Myth #9: Fructose is a performance killer

Truth: Fructose can be a performance superfuel

Athletes should embrace fructose.

Athletes should embrace fructose.     Photo: Inga Hendrickson

The warnings are stern: avoid fructose, ­especially in the form of high-fructose corn syrup, because it’s contributing to an obesity epidemic. And the evidence is strong that people who are sedentary should avoid it. But for active individuals, it’s a different story. “All athletes who compete or train for a period longer than 45 to 60 minutes will improve their performance by ­ingesting a ­solution containing carbohydrates,” or sugar, says Luc van Loon, a professor in the Department of Human Movement Sciences at Maastricht University Medical Centre in the Netherlands. And you’ll get more performance bang if that ­sugar is, in part, fructose. When cyclists in a British study drank a beverage containing both fructose and glucose (a simple sugar that typically appears on ­labels as maltodextrin), they rode almost 8 percent faster during a time trial than riders who drank fluids with glucose alone. “Fructose and glucose are ­taken up in the intestine by different transport proteins,” van Loon says. “This allows for a more rapid uptake of carbo­hydrates from the gut.” Which means you have more calories available to you more quickly if you drink or eat carbo­hydrates containing fructose.

Most high-fructose corn syrup contains approximately equal portions of glucose and fructose and is perfectly acceptable for athletes.
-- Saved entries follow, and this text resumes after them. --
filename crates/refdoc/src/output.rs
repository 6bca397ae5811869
//! Colored terminal output utilities.

use console::{Style, Term};

/// Terminal output formatter.
pub(crate) struct Output {
    term: Term,
    green: Style,
    red: Style,
    cyan_bold: Style,
}

impl Output {
    /// Create a new output formatter.
    #[must_use]
    pub(crate) fn new() -> Self {
        Self {
            term: Term::stderr(),
            green: Style::new().green(),
            red: Style::new().red(),
            cyan_bold: Style::new().cyan().bold(),
        }
    }

    /// Print an info message.
    pub(crate) fn info(&self, msg: &str) {
        let _ = self.term.write_line(msg);
    }

    /// Print a success message (green).
    pub(crate) fn success(&self, msg: &str) {
        let _ = self.term.write_line(&self.green.apply_to(msg).to_string());
    }

    /// Print an error message (red).
    pub(crate) fn error(&self, msg: &str) {
        let _ = self.term.write_line(&self.red.apply_to(msg).to_string());
    }

    /// Print a highlighted message (cyan bold).
    pub(crate) fn highlight(&self, msg: &str) {
        let _ = self
            .term
            .write_line(&self.cyan_bold.apply_to(msg).to_string());
    }
}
The concerns about high-fructose corn syrup have more to do with the highly processed foods they often show up in ­rather than the intrinsic characteristics of the ­sugar. The drawback for endurance athletes is that the ideal ratio of glucose to fructose is 2:1 (not the 1:1 of corn syrups). “There are very few drinks on the market that provide that perfect mix,” says Asker Jeukendrup, a professor of exercise metabolism at the University of Birmingham in England, who led the study of cyclists.

Get over it: Read labels. Some drinks, such as PowerBar’s Ironman Performance beverages, tout their 2:1 glucose-fructose mix. For do-it-yourselfers, sports nutritionist Nancy Clark’s homemade sports drink, from the fourth edition of her Sports Nutrition Guidebook, is an ideal performance boost. Gather ­together these ingredients:

1/4 cup sugar
1/4 teaspoon salt
1/4 cup orange juice
2 tablespoons lemon juice

Then, in a quart pitcher, dissolve the sugar and salt in ¼ cup hot water. Add the orange and lemon juice and 3½ cups cold water.